START Dataset records
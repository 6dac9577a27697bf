//! Correlation of responses with outstanding requests.

use std::collections::HashMap;

use siridb_codec::Package;

use crate::error::Error;
use crate::funnel;
use crate::pending::PendingWrite;
use crate::request::Response;

/// What became of an inbound package.
#[derive(Debug, Clone, Copy, PartialEq, Eq)]
pub enum Resolution {
    /// The package completed the outstanding request with this pid.
    Completed {
        /// Correlation id.
        pid: u16,
        /// Response type tag.
        tp: u8,
    },
    /// No request with this pid was outstanding; the package was dropped.
    Unmatched {
        /// Correlation id.
        pid: u16,
        /// Response type tag.
        tp: u8,
    },
}

/// Outstanding writes keyed by package id.
///
/// Each inbound package resolves at most one entry, and an entry leaves the
/// table on the same step that completes it.
#[derive(Debug, Default)]
pub struct DispatchTable {
    pending: HashMap<u16, PendingWrite>,
}

impl DispatchTable {
    /// Create an empty table.
    #[must_use]
    pub fn new() -> Self {
        Self::default()
    }

    /// Number of outstanding writes.
    #[must_use]
    pub fn len(&self) -> usize {
        self.pending.len()
    }

    /// Whether nothing is outstanding.
    #[must_use]
    pub fn is_empty(&self) -> bool {
        self.pending.is_empty()
    }

    /// Whether `pid` is outstanding.
    #[must_use]
    pub fn contains(&self, pid: u16) -> bool {
        self.pending.contains_key(&pid)
    }

    /// Register a sent write. A write whose pid is already outstanding is
    /// handed back untouched.
    pub fn insert(&mut self, write: PendingWrite) -> Result<(), PendingWrite> {
        if self.pending.contains_key(&write.pid()) {
            return Err(write);
        }
        self.pending.insert(write.pid(), write);
        Ok(())
    }

    /// Match an inbound package and complete its request.
    pub fn resolve(&mut self, package: Package) -> Resolution {
        let pid = package.pid();
        let tp = package.tp();
        match self.pending.remove(&pid) {
            Some(mut write) => {
                funnel::succeed(&mut write, Response::new(package));
                Resolution::Completed { pid, tp }
            }
            None => Resolution::Unmatched { pid, tp },
        }
    }

    /// Fail every outstanding write with `error` and empty the table.
    ///
    /// Returns how many writes were failed.
    pub fn fail_all(&mut self, error: &Error) -> usize {
        let count = self.pending.len();
        for (_, mut write) in self.pending.drain() {
            funnel::fail(&mut write, error.clone());
        }
        count
    }
}

#[cfg(test)]
#[allow(clippy::unwrap_used)]
mod tests {
    use super::*;
    use crate::error::Status;
    use crate::request::Request;
    use parking_lot::Mutex;
    use siridb_protocol::RequestType;
    use std::sync::Arc;

    type Log = Arc<Mutex<Vec<(u16, Result<u8, Status>)>>>;

    fn sent_write(log: &Log, pid: u16) -> PendingWrite {
        let log = Arc::clone(log);
        let request = Request::new(pid, move |outcome| {
            log.lock()
                .push((pid, outcome.map(|r| r.tp()).map_err(|e| e.status())));
        });
        let mut write = PendingWrite::new(request, RequestType::Query, &b"[]"[..]);
        write.submit().unwrap();
        write.mark_sent().unwrap();
        write
    }

    #[test]
    fn test_resolve_completes_matching_request() {
        let log = Log::default();
        let mut table = DispatchTable::new();
        table.insert(sent_write(&log, 1)).unwrap();
        table.insert(sent_write(&log, 2)).unwrap();

        let resolution = table.resolve(Package::new(2, 0, b"{}"));
        assert_eq!(resolution, Resolution::Completed { pid: 2, tp: 0 });
        assert_eq!(table.len(), 1);
        assert!(table.contains(1));
        assert_eq!(*log.lock(), vec![(2, Ok(0))]);
    }

    #[test]
    fn test_unmatched_pid_completes_nothing() {
        let log = Log::default();
        let mut table = DispatchTable::new();
        table.insert(sent_write(&log, 1)).unwrap();

        let resolution = table.resolve(Package::new(7, 0, b"{}"));
        assert_eq!(resolution, Resolution::Unmatched { pid: 7, tp: 0 });
        assert_eq!(table.len(), 1);
        assert!(log.lock().is_empty());
    }

    #[test]
    fn test_second_response_for_same_pid_is_unmatched() {
        let log = Log::default();
        let mut table = DispatchTable::new();
        table.insert(sent_write(&log, 5)).unwrap();

        table.resolve(Package::new(5, 0, b"{}"));
        let again = table.resolve(Package::new(5, 0, b"{}"));
        assert!(matches!(again, Resolution::Unmatched { pid: 5, .. }));
        assert_eq!(log.lock().len(), 1);
    }

    #[test]
    fn test_duplicate_pid_is_handed_back() {
        let log = Log::default();
        let mut table = DispatchTable::new();
        table.insert(sent_write(&log, 4)).unwrap();

        let rejected = table.insert(sent_write(&log, 4)).unwrap_err();
        assert_eq!(rejected.pid(), 4);
        assert_eq!(table.len(), 1);
    }

    #[test]
    fn test_fail_all_empties_table() {
        let log = Log::default();
        let mut table = DispatchTable::new();
        for pid in 0..5 {
            table.insert(sent_write(&log, pid)).unwrap();
        }

        let failed = table.fail_all(&Error::ConnectionClosed("connection closed".into()));
        assert_eq!(failed, 5);
        assert!(table.is_empty());

        let mut log = log.lock().clone();
        log.sort_by_key(|(pid, _)| *pid);
        assert_eq!(
            log,
            (0..5)
                .map(|pid| (pid, Err(Status::ConnectionClosed)))
                .collect::<Vec<_>>()
        );
    }

    #[test]
    fn test_dropping_table_abandons_in_flight_requests() {
        let log = Log::default();
        let mut table = DispatchTable::new();
        table.insert(sent_write(&log, 3)).unwrap();

        drop(table);
        assert_eq!(*log.lock(), vec![(3, Err(Status::Abandoned))]);
    }
}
END Dataset records
§ **What to work on**: Reproduce each line of the records in which the word "RequestType" appears.

§ **Output**:
    use siridb_protocol::RequestType;
        let mut write = PendingWrite::new(request, RequestType::Query, &b"[]"[..]);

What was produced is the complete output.